Hacker News new | past | comments | ask | show | jobs | submit login
Fooling Neural Networks [pdf] (illinois.edu)
149 points by dvkndn on Aug 6, 2021 | hide | past | favorite | 37 comments



I have a background in classic image processing and machine vision and back in the olden days we had the opposite problem: algorithms were just too specific to build useful applications. It's easy to detect lines and circles with a Hough Transform or do template matching for features that very closely match a sample. However, working up the chain it never came together, detecting cars in a parking lot, a relatively simple task with CNNs, was a very difficult problem.

I wonder if enough work is being done to combine the achievements of each field. Whenever I see adversarial examples I wonder why people aren't doing more preprocessing to root out obvious problems with normalization in scale, color, perspective, etc. Also, if we could feed networks with higher level descriptors instead of feeding low-information-density color images, wouldn't that make life easier.

I'm sure I'm not the only one thinking this, is there any good research being done in that space?


I'm often thinking the same, and am only aware of a single popular library doing that: rnnoise [0]

This library combines "classic" digital signal processing with a smaller RNN. As a result, it's smaller, faster and probably also has less uncanny edge cases than approaches that use an RNN for the complete processing chain. I think many use cases could benefit from this approach.

[0] https://jmvalin.ca/demo/rnnoise/


My feeling is that:

- lots of people in the DNN for machine vision community do not have a background in classical techniques.

- a lot of classical techniques and preprocessing pass make no real difference when applied to the input of a DNN and are thus worth eliminating from the pipeline to simplify it (this has been my experience).

However, I do think that there are gain to be gotten by combining classical image processing ideas with neural networks. It just hasn't really happened yet.


There's some stuff happening, eg applying anti-aliasing to improve shift invariance: https://richzhang.github.io/antialiased-cnns/ (also check out the related papers)


A library to do this that integrated well with typical inference and and training systems would be a great contribution!


Because the new wave don't know how to do this. Deep Learning as AI was sold as "statistics in place of physics" -- ie., no need to understand reality (the target domain), simply brute force it.

The peddlers of such a message were bamboozled by early successes and lacked sufficient experience of empirical science to realise this was never going to work.

No NN will discover the universal law of gravitation from any dataset not collected on the basis of knowing this universal law. With 'statistics as theory' there can never be new theory, as a new theory is a precondition of a new dataset.


Combine this with Apple’s new photo scanning tech and this could be a new way for bad people to SWAT someone else. Assuming you could fool Apples classifier, just text that manipulated image to the target and they will get flagged.

Any image on the internet that you save to your phone is now a risk to yourself, even if it looks innocent.
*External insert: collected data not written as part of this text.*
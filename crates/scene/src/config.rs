use meshweld_mesh::Vector3;

/// Per-axis scale that leaves geometry unchanged.
pub const IDENTITY_SCALE: Vector3 = Vector3 {
    x: 1.0,
    y: 1.0,
    z: 1.0,
};

/// Maximum number of scene nodes visited before flattening gives up.
pub const DEFAULT_NODE_LIMIT: usize = 1 << 20;

#[derive(Debug, Clone, Copy, PartialEq)]
pub struct FlattenConfig {
    /// Multiplies every transformed vertex component-wise.
    pub scale: Vector3,
    pub node_limit: usize,
}

impl FlattenConfig {
    pub fn with_scale(scale: Vector3) -> Self {
        Self {
            scale,
            ..Self::default()
        }
    }
}

impl Default for FlattenConfig {
    fn default() -> Self {
        Self {
            scale: IDENTITY_SCALE,
            node_limit: DEFAULT_NODE_LIMIT,
        }
    }
}
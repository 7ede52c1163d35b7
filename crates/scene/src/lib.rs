//! Scene graphs produced by importers, and their flattening into a single mesh.

mod config;
mod error;
mod flatten;
mod import;
mod node;

pub use config::*;
pub use error::*;
pub use flatten::*;
pub use import::*;
pub use node::*;
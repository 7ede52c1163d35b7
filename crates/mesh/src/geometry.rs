pub type Vector3 = cgmath::Vector3<f64>;

// We rely on Vector3 being repr(c).
static_assertions::assert_eq_size!(Vector3, [f64; 3]);
static_assertions::assert_eq_align!(Vector3, f64);

/// The zero vector, used for the normals of degenerate geometry.
pub const ZERO: Vector3 = Vector3 {
    x: 0.0,
    y: 0.0,
    z: 0.0,
};

#[derive(Debug, PartialEq, Copy, Clone)]
#[repr(C)]
pub struct Triangle {
    pub p0: Vector3,
    pub p1: Vector3,
    pub p2: Vector3,
}

impl std::default::Default for Triangle {
    fn default() -> Self {
        Self {
            p0: ZERO,
            p1: ZERO,
            p2: ZERO,
        }
    }
}

/// Maintains geometry for a single facet.
///
/// This type must be paired with a list of vertices. The points here are only indices into
/// another vector. We do this so we can store each vertex as 4 bytes instead of the 24 bytes
/// required to store the entire Vector3. This has further savings if a vertex is reused.
///
/// As a simple example, consider a simple geometry such as:
///
/// ```text
///    *-------*
///    |\     /|
///    | \   / |
///    |  \ /  |
///    |   *   |
///    |  / \  |
///    | /   \ |
///    |/     \|
///    *-------*
/// ```
///
/// Here we have 5 points and 4 facets. Storing every facet as a series of points takes
/// 3 doubles * 8b * 3 points * 4 facets = 288 bytes, while 5 shared points plus 4 index
/// triples take 120b + 48b = 168 bytes.
#[derive(Debug, PartialEq, Eq, Copy, Clone, Hash)]
pub struct Facet {
    pub p0: u32,
    pub p1: u32,
    pub p2: u32,
}

impl Facet {
    pub const fn new(p0: u32, p1: u32, p2: u32) -> Self {
        Self { p0, p1, p2 }
    }

    pub fn indices(&self) -> [u32; 3] {
        [self.p0, self.p1, self.p2]
    }
}

impl From<[u32; 3]> for Facet {
    fn from([p0, p1, p2]: [u32; 3]) -> Self {
        Self { p0, p1, p2 }
    }
}

/// An axis-aligned bounding box.
#[derive(Debug, PartialEq, Copy, Clone)]
pub struct Bounds {
    pub min: Vector3,
    pub max: Vector3,
}

impl Bounds {
    /// Returns the bounds of `points`, or `None` if there are no points.
    pub fn of(points: &[Vector3]) -> Option<Self> {
        let (first, rest) = points.split_first()?;
        Some(rest.iter().fold(
            Bounds {
                min: *first,
                max: *first,
            },
            |mut b, p| {
                b.min.x = b.min.x.min(p.x);
                b.min.y = b.min.y.min(p.y);
                b.min.z = b.min.z.min(p.z);
                b.max.x = b.max.x.max(p.x);
                b.max.y = b.max.y.max(p.y);
                b.max.z = b.max.z.max(p.z);
                b
            },
        ))
    }

    pub fn size(&self) -> Vector3 {
        self.max - self.min
    }
}

#[cfg(test)]
mod tests {
    use super::*;

    #[test]
    fn bounds_of_nothing() {
        assert_eq!(None, Bounds::of(&[]));
    }

    #[test]
    fn bounds_of_points() {
        let bounds = Bounds::of(&[
            Vector3::new(1.0, -2.0, 3.0),
            Vector3::new(-1.0, 5.0, 0.5),
            Vector3::new(0.0, 0.0, 7.0),
        ])
        .unwrap();
        assert_eq!(Vector3::new(-1.0, -2.0, 0.5), bounds.min);
        assert_eq!(Vector3::new(1.0, 5.0, 7.0), bounds.max);
        assert_eq!(Vector3::new(2.0, 7.0, 6.5), bounds.size());
    }
}
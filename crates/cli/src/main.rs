use anyhow::Context;
use clap::Parser;
use meshweld::{load_mesh_with, FlattenConfig, Mesh, Triangle};

mod args;
mod obj;

fn load(args: &args::MeshArgs) -> anyhow::Result<Mesh> {
    let config = FlattenConfig {
        scale: args.scale,
        node_limit: args.node_limit,
    };
    let mesh = load_mesh_with(&args.resource, &config)
        .with_context(|| format!("no mesh produced from {}", args.resource))?;
    if !args.weld {
        return Ok(mesh);
    }
    let points: Vec<_> = mesh
        .triangles()
        .flat_map(|t: Triangle| [t.p0, t.p1, t.p2])
        .collect();
    Mesh::from_points(&points).context("failed to weld mesh")
}

fn info_command(args: args::MeshArgs) -> anyhow::Result<()> {
    let mesh = load(&args)?;
    println!("vertices:  {}", mesh.vertex_count());
    println!("triangles: {}", mesh.triangle_count());
    if let Some(bounds) = mesh.bounds() {
        println!(
            "bounds:    ({}, {}, {}) - ({}, {}, {})",
            bounds.min.x, bounds.min.y, bounds.min.z, bounds.max.x, bounds.max.y, bounds.max.z
        );
    }
    Ok(())
}

fn main() -> anyhow::Result<()> {
    let args = args::Args::parse();

    let level = match args.verbose {
        0 => log::LevelFilter::Warn,
        1 => log::LevelFilter::Info,
        _ => log::LevelFilter::Debug,
    };
    env_logger::Builder::new()
        .filter_level(level)
        .parse_default_env()
        .init();

    match args.command {
        args::Commands::Info(mesh) => info_command(mesh),
        args::Commands::Obj(obj) => obj::obj_command(obj),
        args::Commands::BoxMesh(b) => obj::box_command(b),
    }
}
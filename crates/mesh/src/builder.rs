use crate::{Facet, Mesh, MeshError, Vector3, VertexIndex};

/// Geometry on its way into a [`Mesh`].
///
/// Every construction entry point converges here: loose triangle soups are welded first,
/// pre-indexed data is checked and passed through unchanged.
#[derive(Debug, Clone, PartialEq)]
pub enum TriangleSoup {
    /// Every three consecutive points form one triangle. Coincident points are welded.
    Raw(Vec<Vector3>),
    /// Points plus facets that index into them. No welding is performed.
    Indexed {
        points: Vec<Vector3>,
        facets: Vec<Facet>,
    },
}

impl TriangleSoup {
    /// Consolidates the soup into a finished mesh.
    pub fn build(self) -> Result<Mesh, MeshError> {
        match self {
            TriangleSoup::Raw(points) => {
                let VertexIndex { points, facets } = VertexIndex::weld(&points)?;
                Ok(Mesh::assemble(points, facets))
            }
            TriangleSoup::Indexed { points, facets } => {
                check_indices(points.len(), &facets)?;
                Ok(Mesh::assemble(points, facets))
            }
        }
    }
}

fn check_indices(vertex_count: usize, facets: &[Facet]) -> Result<(), MeshError> {
    for (facet, f) in facets.iter().enumerate() {
        if let Some(index) = f.indices().into_iter().find(|&i| i as usize >= vertex_count) {
            log::warn!(
                "facet {} references vertex {} but only {} vertices were supplied",
                facet,
                index,
                vertex_count
            );
            return Err(MeshError::IndexOutOfRange {
                facet,
                index,
                vertex_count,
            });
        }
    }
    Ok(())
}

impl Mesh {
    /// Builds a mesh from a triangle soup, welding exactly coincident points.
    pub fn from_points(points: &[Vector3]) -> Result<Mesh, MeshError> {
        TriangleSoup::Raw(points.to_vec()).build()
    }

    /// Builds a mesh from already indexed geometry, keeping the vertex table as given.
    pub fn from_indexed(points: Vec<Vector3>, facets: Vec<Facet>) -> Result<Mesh, MeshError> {
        TriangleSoup::Indexed { points, facets }.build()
    }
}
//! Loads meshes from resources: retrieve bytes, import a scene, flatten it into one mesh.
//!
//! ```no_run
//! let mesh = meshweld::load_mesh("models/cube.stl").unwrap();
//! println!("{} vertices, {} triangles", mesh.vertex_count(), mesh.triangle_count());
//! ```

mod error;
mod format;
mod load;
mod retriever;

pub use error::*;
pub use format::*;
pub use load::*;
pub use retriever::*;

pub use meshweld_mesh::{Facet, Mesh, MeshError, Triangle, TriangleSoup, Vector3, VertexIndex};
pub use meshweld_scene::{
    mesh_from_scene, FlattenConfig, ImportError, Scene, SceneError, SceneImporter,
    DEFAULT_NODE_LIMIT, IDENTITY_SCALE,
};
pub use meshweld_gltf::GltfImporter;
pub use meshweld_stl::StlImporter;
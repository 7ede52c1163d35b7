use meshweld_gltf::GltfImporter;
use meshweld_scene::{ImportError, Scene, SceneImporter};
use meshweld_stl::StlImporter;

/// Reduces a resource name or extension to a lowercase format name.
///
/// The text after the last `.` is used if there is one. Any name mentioning `stl` (such as
/// `stlb`) is treated as `stl`.
pub fn normalize_hint(hint: &str) -> String {
    let ext = hint.rsplit_once('.').map_or(hint, |(_, ext)| ext);
    let ext = ext.to_ascii_lowercase();
    if ext.contains("stl") {
        "stl".to_string()
    } else {
        ext
    }
}

/// Picks an importer from the type hint: `stl`, `gltf` or `glb`.
#[derive(Debug, Default, Clone, Copy)]
pub struct FormatImporter;

impl SceneImporter for FormatImporter {
    fn import(&self, data: &[u8], hint: &str) -> Result<Scene, ImportError> {
        match normalize_hint(hint).as_str() {
            "stl" => StlImporter.import(data, hint),
            "gltf" | "glb" => GltfImporter::default().import(data, hint),
            other => Err(ImportError::UnsupportedFormat(other.to_string())),
        }
    }
}
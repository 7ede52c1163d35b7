use clap::{Parser, Subcommand};
use meshweld::{Vector3, DEFAULT_NODE_LIMIT};

fn parse_scale(s: &str) -> Result<Vector3, String> {
    let parts = s
        .split(',')
        .map(|p| p.trim().parse::<f64>().map_err(|e| format!("'{}': {}", p, e)))
        .collect::<Result<Vec<_>, _>>()?;
    match parts.as_slice() {
        &[x, y, z] => Ok(Vector3 { x, y, z }),
        &[s] => Ok(Vector3 { x: s, y: s, z: s }),
        _ => Err(format!("expected x,y,z or a single factor, got '{}'", s)),
    }
}

#[derive(clap::Args, Debug)]
pub struct MeshArgs {
    /// Path or file:// URI of the mesh to load.
    pub resource: String,

    /// Per-axis scale applied after scene transforms, as x,y,z or a single factor.
    #[arg(long, value_parser = parse_scale, default_value = "1,1,1")]
    pub scale: Vector3,

    /// Maximum number of scene nodes to visit.
    #[arg(long, default_value_t = DEFAULT_NODE_LIMIT)]
    pub node_limit: usize,

    /// Merge exactly coincident vertices after loading.
    #[arg(long)]
    pub weld: bool,
}

#[derive(clap::Args, Debug)]
pub struct ObjArgs {
    #[command(flatten)]
    pub mesh: MeshArgs,

    /// Output path for the obj file.
    #[arg(short, long)]
    pub output: String,
}

#[derive(clap::Args, Debug)]
pub struct BoxArgs {
    pub x: f64,
    pub y: f64,
    pub z: f64,

    /// Output path for the obj file.
    #[arg(short, long)]
    pub output: String,
}

#[derive(Parser, Debug)]
#[command(author, version, about, long_about = None)]
pub struct Args {
    /// Log more; repeat for more detail.
    #[arg(short, long, action = clap::ArgAction::Count, global = true)]
    pub verbose: u8,

    #[command(subcommand)]
    pub command: Commands,
}

#[derive(Debug, Subcommand)]
pub enum Commands {
    /// Print vertex and triangle counts and the bounds of a mesh.
    Info(MeshArgs),
    /// Convert a mesh to Wavefront obj.
    Obj(ObjArgs),
    /// Write an axis-aligned box as Wavefront obj.
    #[command(name = "box")]
    BoxMesh(BoxArgs),
}

#[cfg(test)]
mod tests {
    use super::*;

    #[test]
    fn scale_values() {
        assert_eq!(Ok(Vector3::new(1.0, 2.0, 3.0)), parse_scale("1, 2,3"));
        assert_eq!(Ok(Vector3::new(0.5, 0.5, 0.5)), parse_scale("0.5"));
        assert!(parse_scale("1,2").is_err());
        assert!(parse_scale("a,b,c").is_err());
    }

    #[test]
    fn parse_info() {
        let args = Args::parse_from(["meshweld", "info", "cube.stl", "--scale", "2,2,2", "--weld"]);
        match args.command {
            Commands::Info(mesh) => {
                assert_eq!("cube.stl", mesh.resource);
                assert_eq!(Vector3::new(2.0, 2.0, 2.0), mesh.scale);
                assert_eq!(DEFAULT_NODE_LIMIT, mesh.node_limit);
                assert!(mesh.weld);
            }
            other => panic!("unexpected command {:?}", other),
        }
    }

    #[test]
    fn verify_args() {
        use clap::CommandFactory;
        Args::command().debug_assert();
    }
}
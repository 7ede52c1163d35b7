pub struct TestModel {
    pub bytes: &'static [u8],
    pub model_height: f64,
    pub triangles: usize,
}

pub const STL_CUBE: TestModel = TestModel {
    bytes: include_bytes!("../../../res/cube/cube-bin.stl"),
    model_height: 20.0,
    triangles: 12,
};

pub const STL_CUBE_ASCII: TestModel = TestModel {
    bytes: include_bytes!("../../../res/cube/cube-ascii.stl"),
    model_height: 20.0,
    triangles: 12,
};

/// A triangle instanced on three nested nodes: a translated base, a rotated elbow given as a
/// matrix, and a translated tip.
pub const GLTF_NESTED: TestModel = TestModel {
    bytes: include_bytes!("../../../res/gltf/nested.gltf"),
    model_height: 3.0,
    triangles: 3,
};

pub const GLB_NESTED: TestModel = TestModel {
    bytes: include_bytes!("../../../res/gltf/nested.glb"),
    model_height: 3.0,
    triangles: 3,
};
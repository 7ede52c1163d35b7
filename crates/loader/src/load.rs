use meshweld_mesh::{Mesh, Vector3};
use meshweld_scene::{mesh_from_scene, FlattenConfig, SceneImporter};

use crate::{FileRetriever, FormatImporter, LoadError, Retriever};

/// Builds a mesh from an encoded buffer.
///
/// `hint` tells the importer which format to expect and names the data in diagnostics.
pub fn create_mesh_from_binary<I>(
    data: &[u8],
    hint: &str,
    config: &FlattenConfig,
    importer: &I,
) -> Result<Mesh, LoadError>
where
    I: SceneImporter + ?Sized,
{
    if data.is_empty() {
        log::warn!("cannot construct mesh from empty binary buffer");
        return Err(LoadError::EmptyPayload);
    }
    let scene = importer.import(data, hint).map_err(|source| {
        log::warn!("importer reports no scene in {}: {}", hint, source);
        LoadError::Import {
            hint: hint.to_string(),
            source,
        }
    })?;
    Ok(mesh_from_scene(&scene, config, hint)?)
}

/// Retrieves `resource` and builds a mesh from its contents.
pub fn create_mesh_from_resource<R, I>(
    resource: &str,
    config: &FlattenConfig,
    retriever: &R,
    importer: &I,
) -> Result<Mesh, LoadError>
where
    R: Retriever + ?Sized,
    I: SceneImporter + ?Sized,
{
    let data = retriever.get(resource).map_err(|source| {
        log::error!("failed to retrieve '{}': {}", resource, source);
        LoadError::Retrieval {
            resource: resource.to_string(),
            source,
        }
    })?;
    if data.is_empty() {
        log::warn!("retrieved empty mesh for resource '{}'", resource);
        return Err(LoadError::EmptyPayload);
    }
    create_mesh_from_binary(&data, resource, config, importer).map_err(|e| {
        log::warn!("no mesh produced from '{}'", resource);
        e
    })
}

/// Loads a mesh from a file path or `file://` URI without scaling.
pub fn load_mesh(resource: &str) -> Result<Mesh, LoadError> {
    load_mesh_with(resource, &FlattenConfig::default())
}

/// Loads a mesh from a file path or `file://` URI, scaling it per axis.
pub fn load_mesh_scaled(resource: &str, scale: Vector3) -> Result<Mesh, LoadError> {
    load_mesh_with(resource, &FlattenConfig::with_scale(scale))
}

pub fn load_mesh_with(resource: &str, config: &FlattenConfig) -> Result<Mesh, LoadError> {
    create_mesh_from_resource(resource, config, &FileRetriever, &FormatImporter)
}

#[cfg(test)]
mod tests {
    use meshweld_scene::{ImportError, Matrix4, PrimitiveMesh, Scene, SceneError, SceneNode};
    use meshweld_test_data::{STL_CUBE, STL_CUBE_ASCII};

    use super::*;
    use crate::MemoryRetriever;

    fn cube_retriever() -> MemoryRetriever {
        let mut retriever = MemoryRetriever::new();
        retriever.insert("mem://cube.stl", STL_CUBE.bytes);
        retriever.insert("mem://cube-ascii.STL", STL_CUBE_ASCII.bytes);
        retriever.insert("mem://empty.stl", Vec::new());
        retriever.insert("mem://cube.dae", STL_CUBE.bytes);
        retriever
    }

    #[test]
    fn resource_to_mesh() {
        let retriever = cube_retriever();
        let config = FlattenConfig::default();
        for resource in ["mem://cube.stl", "mem://cube-ascii.STL"] {
            let mesh =
                create_mesh_from_resource(resource, &config, &retriever, &FormatImporter).unwrap();
            assert_eq!(36, mesh.vertex_count());
            assert_eq!(12, mesh.triangle_count());
        }
    }

    #[test]
    fn resource_is_scaled() {
        let retriever = cube_retriever();
        let config = FlattenConfig::with_scale(Vector3::new(0.5, 2.0, -1.0));
        let mesh =
            create_mesh_from_resource("mem://cube.stl", &config, &retriever, &FormatImporter)
                .unwrap();
        let bounds = mesh.bounds().unwrap();
        assert_eq!(Vector3::new(0.0, 0.0, -20.0), bounds.min);
        assert_eq!(Vector3::new(10.0, 40.0, 0.0), bounds.max);
    }

    #[test]
    fn missing_resource() {
        let err = create_mesh_from_resource(
            "mem://nothing.stl",
            &FlattenConfig::default(),
            &cube_retriever(),
            &FormatImporter,
        )
        .err()
        .unwrap();
        assert!(matches!(err, LoadError::Retrieval { .. }));
    }

    #[test]
    fn empty_resource() {
        let err = create_mesh_from_resource(
            "mem://empty.stl",
            &FlattenConfig::default(),
            &cube_retriever(),
            &FormatImporter,
        )
        .err()
        .unwrap();
        assert!(matches!(err, LoadError::EmptyPayload));
    }

    #[test]
    fn unsupported_resource() {
        let err = create_mesh_from_resource(
            "mem://cube.dae",
            &FlattenConfig::default(),
            &cube_retriever(),
            &FormatImporter,
        )
        .err()
        .unwrap();
        assert!(matches!(
            err,
            LoadError::Import {
                source: ImportError::UnsupportedFormat(_),
                ..
            }
        ));
    }

    #[test]
    fn empty_binary() {
        let err = create_mesh_from_binary(b"", "stl", &FlattenConfig::default(), &FormatImporter)
            .err()
            .unwrap();
        assert!(matches!(err, LoadError::EmptyPayload));
    }

    #[test]
    fn custom_importer_scene() {
        let importer = |_: &[u8], _: &str| -> Result<Scene, ImportError> {
            let mesh = PrimitiveMesh::from_triangles(
                vec![
                    Vector3::new(1.0, 0.0, 0.0),
                    Vector3::new(0.0, 1.0, 0.0),
                    Vector3::new(0.0, 0.0, 0.0),
                ],
                &[[0, 1, 2]],
            );
            let root = SceneNode::new("root").with_child(
                SceneNode::new("child")
                    .with_transform(Matrix4::from_translation(Vector3::new(2.0, 0.0, 0.0)))
                    .with_mesh(0),
            );
            Ok(Scene::new(vec![mesh], root))
        };
        let mesh =
            create_mesh_from_binary(b"x", "custom", &FlattenConfig::default(), &importer).unwrap();
        assert_eq!(Vector3::new(3.0, 0.0, 0.0), mesh.vertices()[0]);
    }

    #[test]
    fn scene_errors_pass_through() {
        let importer = |_: &[u8], _: &str| -> Result<Scene, ImportError> {
            Ok(Scene::new(Vec::new(), SceneNode::new("root")))
        };
        let err = create_mesh_from_binary(b"x", "custom", &FlattenConfig::default(), &importer)
            .err()
            .unwrap();
        assert!(matches!(err, LoadError::Scene(SceneError::EmptyScene)));
    }
}
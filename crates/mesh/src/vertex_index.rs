use std::collections::{btree_map::Entry, BTreeMap};

use ordered_float::OrderedFloat;

use crate::{Facet, MeshError, Triangle, Vector3};

/// Lexicographic (x, y, z) key used to find coincident points.
///
/// `OrderedFloat` compares with IEEE equality for ordinary values, so `-0.0` and `0.0` land on
/// the same key, and it gives NaN a fixed place in the order so the map stays total.
type VertexKey = [OrderedFloat<f64>; 3];

fn vertex_key(p: &Vector3) -> VertexKey {
    [OrderedFloat(p.x), OrderedFloat(p.y), OrderedFloat(p.z)]
}

/// A distinct point together with the index it was assigned when first seen.
#[derive(Debug, Clone, Copy)]
struct VertexRecord {
    position: Vector3,
    index: u32,
}

/// A welded vertex table and the facets that index into it.
///
/// Produced from a triangle soup where every three consecutive points form one triangle. Points
/// that are exactly equal share a single entry in `points`; nothing is merged on approximate
/// equality, so points that differ only by floating point noise stay distinct.
#[derive(Debug, Clone, PartialEq)]
pub struct VertexIndex {
    /// Distinct points, ordered by the index assigned to them.
    pub points: Vec<Vector3>,
    /// One facet per input triple, in input order.
    pub facets: Vec<Facet>,
}

impl VertexIndex {
    /// Welds a triangle soup.
    ///
    /// Indices are assigned in order of first discovery: the first distinct point is `0`, the
    /// next new point `1`, and so on. A trailing partial triangle is dropped with a warning.
    pub fn weld(source: &[Vector3]) -> Result<Self, MeshError> {
        if source.len() % 3 != 0 {
            log::warn!(
                "the number of vertices to construct a mesh from ({}) is not divisible by 3, \
                 ignoring the trailing {}",
                source.len(),
                source.len() % 3
            );
        }
        let usable = source.len() - source.len() % 3;
        if usable < 3 {
            log::warn!(
                "cannot construct a mesh from {} vertices, at least 3 are required",
                source.len()
            );
            return Err(MeshError::InsufficientInput {
                count: source.len(),
            });
        }

        let mut lookup: BTreeMap<VertexKey, VertexRecord> = BTreeMap::new();
        let mut facets = Vec::with_capacity(usable / 3);
        for triangle in source[..usable].chunks_exact(3) {
            let mut indices = [0u32; 3];
            for (slot, point) in indices.iter_mut().zip(triangle) {
                let next = lookup.len();
                *slot = match lookup.entry(vertex_key(point)) {
                    Entry::Occupied(e) => e.get().index,
                    Entry::Vacant(e) => {
                        let index =
                            u32::try_from(next).map_err(|_| MeshError::TooManyVertices {
                                count: next + 1,
                                max: u32::MAX as usize,
                            })?;
                        e.insert(VertexRecord {
                            position: *point,
                            index,
                        });
                        index
                    }
                };
            }
            facets.push(Facet::from(indices));
        }

        // The map is ordered by position; emission must follow the assigned indices.
        let mut records: Vec<VertexRecord> = lookup.into_values().collect();
        records.sort_unstable_by_key(|r| r.index);
        let points: Vec<Vector3> = records.into_iter().map(|r| r.position).collect();

        log::debug!(
            "welded {} points into {} vertices and {} facets",
            usable,
            points.len(),
            facets.len()
        );
        Ok(VertexIndex { points, facets })
    }

    /// Welds a list of positional triangles.
    pub fn from_triangles(triangles: &[Triangle]) -> Result<Self, MeshError> {
        let points: Vec<Vector3> = triangles
            .iter()
            .flat_map(|t| [t.p0, t.p1, t.p2])
            .collect();
        Self::weld(&points)
    }
}
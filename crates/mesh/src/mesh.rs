use crate::{normals, Bounds, Facet, Triangle, Vector3};

/// A canonical indexed triangle mesh with per-facet and per-vertex normals.
///
/// A `Mesh` is only ever handed out fully built: every facet index is less than
/// [`vertex_count`](Mesh::vertex_count) and both normal arrays are populated. The buffers are
/// private, so the mesh cannot change after construction.
#[derive(Debug, Clone, PartialEq)]
pub struct Mesh {
    points: Vec<Vector3>,
    facets: Vec<Facet>,
    triangle_normals: Vec<Vector3>,
    vertex_normals: Vec<Vector3>,
}

// Meshes are plain data and may be handed to other threads.
static_assertions::assert_impl_all!(Mesh: Send, Sync);

impl Mesh {
    /// Takes ownership of the final buffers and computes normals.
    ///
    /// Callers must have checked that every index in `facets` is less than `points.len()`.
    pub(crate) fn assemble(points: Vec<Vector3>, facets: Vec<Facet>) -> Self {
        debug_assert!(facets
            .iter()
            .flat_map(Facet::indices)
            .all(|i| (i as usize) < points.len()));

        let triangle_normals = normals::triangle_normals(&points, &facets);
        let vertex_normals = normals::vertex_normals(points.len(), &facets, &triangle_normals);
        log::debug!(
            "assembled mesh with {} vertices and {} triangles",
            points.len(),
            facets.len()
        );
        Mesh {
            points,
            facets,
            triangle_normals,
            vertex_normals,
        }
    }

    /// Number of vertices (N).
    pub fn vertex_count(&self) -> usize {
        self.points.len()
    }

    /// Number of triangles (M).
    pub fn triangle_count(&self) -> usize {
        self.facets.len()
    }

    pub fn vertices(&self) -> &[Vector3] {
        &self.points
    }

    pub fn facets(&self) -> &[Facet] {
        &self.facets
    }

    pub fn triangle_normals(&self) -> &[Vector3] {
        &self.triangle_normals
    }

    pub fn vertex_normals(&self) -> &[Vector3] {
        &self.vertex_normals
    }

    /// Vertex positions as a flat `[x0, y0, z0, x1, ...]` slice of length `3 * N`.
    pub fn vertex_coords(&self) -> &[f64] {
        // Safety: Vector3 is repr(C) with the size and alignment of [f64; 3] (checked by the
        // static assertions in geometry.rs), so N contiguous Vector3 values are exactly 3N
        // contiguous f64 values.
        unsafe {
            std::slice::from_raw_parts(self.points.as_ptr() as *const f64, self.points.len() * 3)
        }
    }

    /// Facet indices as a flat `[a0, b0, c0, a1, ...]` vector of length `3 * M`.
    pub fn triangle_indices(&self) -> Vec<u32> {
        self.facets.iter().flat_map(Facet::indices).collect()
    }

    /// Iterates over the facets resolved to their positions.
    pub fn triangles(&self) -> impl Iterator<Item = Triangle> + '_ {
        self.facets.iter().map(|f| Triangle {
            p0: self.points[f.p0 as usize],
            p1: self.points[f.p1 as usize],
            p2: self.points[f.p2 as usize],
        })
    }

    /// The axis-aligned bounds of the vertices, or `None` for a mesh without vertices.
    pub fn bounds(&self) -> Option<Bounds> {
        Bounds::of(&self.points)
    }
}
Probably easier to slip a "naughty" image that doesn't contain a minor into the image database. An image that resides in a target's iCloud storage. Or soon will.

Then it would take a super high level human reviewer to determine that original image, although sexual in nature, is not in fact illegal.

There are so many parties that can submit images to this database, it presumably wouldn't be too hard to subvert one of them with cash or laziness.


This research indicates that every neural-net-classified input sourced from an uncontrolled environment probably wants human review (if the neural net's owner wants to minimize malicious false-classifies).


The input space for these neural networks is huge, it is roughly the number of colors to the power of the number of pixels. What neural networks do is subdivide the input space and assign a label to it. Because of the high dimension of the input space it is very likely that it is possible to find images that are on the boundary between two labels. Using more advanced techniques might make it more difficult for an adversary to find such examples, but it does not eliminate their existence.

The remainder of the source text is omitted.